Pada masa itu, yang disebut-sebut Sultan Turki tidak lain adalah Khalifah, pemimpin Khilafah Utsmaniyah yang berpusat di Turki. Selain itu, Snouck Hurgrounye sebagaimana dikutip oleh Deliar Noer mengungkapkan bahwa rakyat kebanyakan pada umumnya di Indonesia, terutama mereka yang tinggal di pelosok-pelosok yang jauh di penjuru tanah air, melihat stambol (Istambul, kedudukan Khalifah Usmaniyah) masih senantiasa sebagai kedudukan seorang raja semua orang mukmin yang kekuasaannya mungkin agaknya untuk sementara berkurang oleh adanya kekuasaan orang-orang kafir, tetapi masih dan tetap [dipandang] sebagai raja dari segala raja di dunia.
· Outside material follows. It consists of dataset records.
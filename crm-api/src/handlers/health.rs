use actix_web::{get, web, HttpResponse, Responder};
use std::sync::Arc;

use crate::database::Database;

#[get("/")]
pub async fn hello() -> impl Responder {
    HttpResponse::Ok().json(serde_json::json!({
        "message": "WhatsApp CRM API"
    }))
}

#[get("/health")]
pub async fn health(db: web::Data<Arc<Database>>) -> impl Responder {
    match db.ping().await {
        Ok(()) => HttpResponse::Ok().json(serde_json::json!({
            "status": "healthy",
            "database": "connected"
        })),
        Err(e) => {
            tracing::warn!("Health check failed: {}", e);
            HttpResponse::ServiceUnavailable().json(serde_json::json!({
                "status": "unhealthy",
                "database": "disconnected"
            }))
        }
    }
}
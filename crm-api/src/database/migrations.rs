use rusqlite::Connection;

/// Run all database migrations
pub fn run_migrations(conn: &Connection) -> anyhow::Result<()> {
    // Create contacts table
    conn.execute(
        "CREATE TABLE IF NOT EXISTS contacts_contact (
            id INTEGER PRIMARY KEY AUTOINCREMENT,
            tenant_id VARCHAR(50),
            phone VARCHAR(20) NOT NULL,
            name VARCHAR(255),
            email VARCHAR(255),
            address TEXT,
            description TEXT,
            bg_id VARCHAR(50),
            bg_name VARCHAR(255),
            template_key VARCHAR(50),
            last_seen VARCHAR,
            last_delivered VARCHAR,
            last_replied VARCHAR,
            custom_field VARCHAR,
            manual_mode BOOLEAN,
            created_on VARCHAR
        )",
        [],
    )?;

    // Duplicate detection and tenant lookups group on (tenant_id, phone)
    conn.execute(
        "CREATE INDEX IF NOT EXISTS idx_contacts_tenant_phone
            ON contacts_contact(tenant_id, phone)",
        [],
    )?;

    conn.execute(
        "CREATE INDEX IF NOT EXISTS idx_contacts_tenant_created
            ON contacts_contact(tenant_id, created_on)",
        [],
    )?;

    Ok(())
}

/// Check if database tables exist
pub fn has_schema(conn: &Connection) -> anyhow::Result<bool> {
    let mut stmt = conn
        .prepare("SELECT name FROM sqlite_master WHERE type='table' AND name='contacts_contact'")?;
    Ok(stmt.exists([])?)
}

#[cfg(test)]
mod tests {
    use super::*;

    #[test]
    fn test_migrations_are_idempotent() {
        let conn = Connection::open_in_memory().unwrap();
        assert!(!has_schema(&conn).unwrap());

        run_migrations(&conn).unwrap();
        run_migrations(&conn).unwrap();

        assert!(has_schema(&conn).unwrap());

        let index_count: i64 = conn
            .query_row(
                "SELECT COUNT(*) FROM sqlite_master
                 WHERE type = 'index' AND tbl_name = 'contacts_contact'
                   AND name LIKE 'idx_contacts_%'",
                [],
                |row| row.get(0),
            )
            .unwrap();
        assert_eq!(index_count, 2);
    }
}
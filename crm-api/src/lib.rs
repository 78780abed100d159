pub mod config;
pub mod database;
pub mod dedup;
pub mod handlers;
pub mod helpers;

pub use database::Database;
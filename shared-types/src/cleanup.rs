use chrono::{DateTime, Utc};
use serde::de::{self, Deserializer, Visitor};
use serde::{Deserialize, Serialize};
use std::fmt;
use ts_rs::TS;

/// Query parameters accepted by `POST /contacts/cleanup-duplicates`.
#[derive(Debug, Clone, Default, Deserialize)]
pub struct CleanupQuery {
    pub tenant_id: Option<String>,
    #[serde(default, deserialize_with = "lenient_bool")]
    pub dry_run: bool,
}

/// Reads `true/false`, `1/0`, `yes/no` and `on/off`, ignoring case.
fn parse_flag(raw: &str) -> Option<bool> {
    match raw.trim().to_ascii_lowercase().as_str() {
        "true" | "1" | "yes" | "on" => Some(true),
        "false" | "0" | "no" | "off" => Some(false),
        _ => None,
    }
}

struct FlagVisitor;

impl<'de> Visitor<'de> for FlagVisitor {
    type Value = bool;

    fn expecting(&self, formatter: &mut fmt::Formatter) -> fmt::Result {
        formatter.write_str("a boolean such as true, false, 1, 0, yes, no, on or off")
    }

    fn visit_bool<E: de::Error>(self, value: bool) -> Result<bool, E> {
        Ok(value)
    }

    fn visit_u64<E: de::Error>(self, value: u64) -> Result<bool, E> {
        match value {
            0 => Ok(false),
            1 => Ok(true),
            _ => Err(E::invalid_value(de::Unexpected::Unsigned(value), &self)),
        }
    }

    fn visit_str<E: de::Error>(self, value: &str) -> Result<bool, E> {
        match parse_flag(value) {
            Some(flag) => Ok(flag),
            None => Err(E::invalid_value(de::Unexpected::Str(value), &self)),
        }
    }
}

fn lenient_bool<'de, D>(deserializer: D) -> Result<bool, D::Error>
where
    D: Deserializer<'de>,
{
    deserializer.deserialize_any(FlagVisitor)
}

#[derive(Debug, Clone, Copy, PartialEq, Eq, Serialize, Deserialize, TS)]
#[ts(export)]
#[serde(rename_all = "snake_case")]
pub enum CleanupStatus {
    Success,
    /// At least one duplicate group could not be written.
    PartialSuccess,
}

/// What happened to a single duplicate group.
#[derive(Debug, Clone, Copy, PartialEq, Eq, Serialize, Deserialize, TS)]
#[ts(export)]
#[serde(rename_all = "snake_case")]
pub enum GroupOutcome {
    WouldDelete,
    Deleted,
    /// Another writer changed the group first; nothing was deleted by this run.
    AlreadyResolved,
    Failed,
}

#[derive(Debug, Clone, Default, PartialEq, Eq, Serialize, Deserialize, TS)]
#[ts(export)]
pub struct CleanupStatistics {
    pub total_contacts_scanned: usize,
    pub tenants_processed: usize,
    pub duplicates_found: usize,
    pub contacts_deleted: usize,
    pub contacts_kept: usize,
    pub phone_numbers_with_duplicates: usize,
    pub groups_already_resolved: usize,
    pub groups_failed: usize,
}

#[derive(Debug, Clone, PartialEq, Serialize, Deserialize, TS)]
#[ts(export)]
pub struct ContactSummary {
    pub id: i64,
    pub richness_score: u32,
    pub name: Option<String>,
    pub email: Option<String>,
    pub created_on: Option<DateTime<Utc>>,
}

#[derive(Debug, Clone, PartialEq, Serialize, Deserialize, TS)]
#[ts(export)]
pub struct DuplicateGroupDetail {
    pub tenant_id: String,
    pub phone: String,
    pub total_duplicates: usize,
    pub outcome: GroupOutcome,
    #[serde(default, skip_serializing_if = "Option::is_none")]
    pub error: Option<String>,
    pub kept_contact: ContactSummary,
    pub deleted_contacts: Vec<ContactSummary>,
}

#[derive(Debug, Clone, Serialize, Deserialize, TS)]
#[ts(export)]
pub struct CleanupReport {
    pub status: CleanupStatus,
    pub dry_run: bool,
    pub message: String,
    pub statistics: CleanupStatistics,
    pub execution_time_seconds: f64,
    pub deletion_details: Vec<DuplicateGroupDetail>,
    #[serde(default, skip_serializing_if = "Option::is_none")]
    pub note: Option<String>,
}

#[cfg(test)]
mod tests {
    use super::*;
    use serde_json::json;

    #[test]
    fn test_parse_flag_forms() {
        for raw in ["true", "True", "TRUE", "1", "yes", "Yes", "on", " On "] {
            assert_eq!(parse_flag(raw), Some(true), "{raw}");
        }
        for raw in ["false", "False", "0", "no", "NO", "off"] {
            assert_eq!(parse_flag(raw), Some(false), "{raw}");
        }
        assert_eq!(parse_flag("maybe"), None);
        assert_eq!(parse_flag(""), None);
    }

    #[test]
    fn test_cleanup_query_dry_run() {
        let query: CleanupQuery = serde_json::from_value(json!({"dry_run": "True"})).unwrap();
        assert!(query.dry_run);

        let query: CleanupQuery = serde_json::from_value(json!({"dry_run": false})).unwrap();
        assert!(!query.dry_run);

        let query: CleanupQuery = serde_json::from_value(json!({"tenant_id": "T1"})).unwrap();
        assert!(!query.dry_run);
        assert_eq!(query.tenant_id.as_deref(), Some("T1"));

        let invalid = serde_json::from_value::<CleanupQuery>(json!({"dry_run": "maybe"}));
        assert!(invalid.is_err());
    }
}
Mereka juga berpikir bahwa “sultan-sultan yang belum beragama mesti tunduk dan memberikan penghormatannya kepada khalifah.” Demikianlah, dapat dikatakan bahwa Islam berkembang di Indonesia dengan adanya hubungan dengan Khilafah Turki Utsmani
Dengan demikian, keterkaitan Nusantara sebagai bagian dari Khilafah, baik saat Khilafah Abbasiyah Mesir dan Khilafah Utsmaniyah telah nampak jelas pada pengangkatan Meurah Silu menjadi Sultan Malikussaleh di Kesultanan Samudra-Pasai Darussalam oleh Utusan Syarif Mekkah, dan pengangkatan Sultan Abdul Kadir dari Kesultanan Banten dan Sultan Agung dari Kesultanan Mataram oleh Syarif Mekkah
Dengan mengacu pada format sistem kehilafahan saat itu, Syarif Mekkah adalah Gubernur (wali) pada masa Khilafah Abbasiyah dan Khilafah Utsmaniyah untuk kawasan Hijaz. Jadi, wali yang berkedudukan di Mekkah bukan semata penganugerahan gelar melainkan pengukuhannya sebagai sultan. Sebab, sultan artinya penguasa. Karenanya, penganugerahan gelar sultan oleh wali lebih merupakan pengukuhan sebagai penguasa Islam. Sementara itu, kelihatan Aceh memiliki hubungan langsung dengan pusat khilafah Utsmaniyah di Turki.
Kesimpulan :
Jumlah dai yang diutus ini tidak hanya sembilan (Songo). Bahkan ada 6 angkatan yang dikirimkan, masing-masing jumlanya sekitar sembilan orang. (Versi lain mengatakan 7 bahkan 10 angkatan karena dilanjutkan oleh anak / keturunannya)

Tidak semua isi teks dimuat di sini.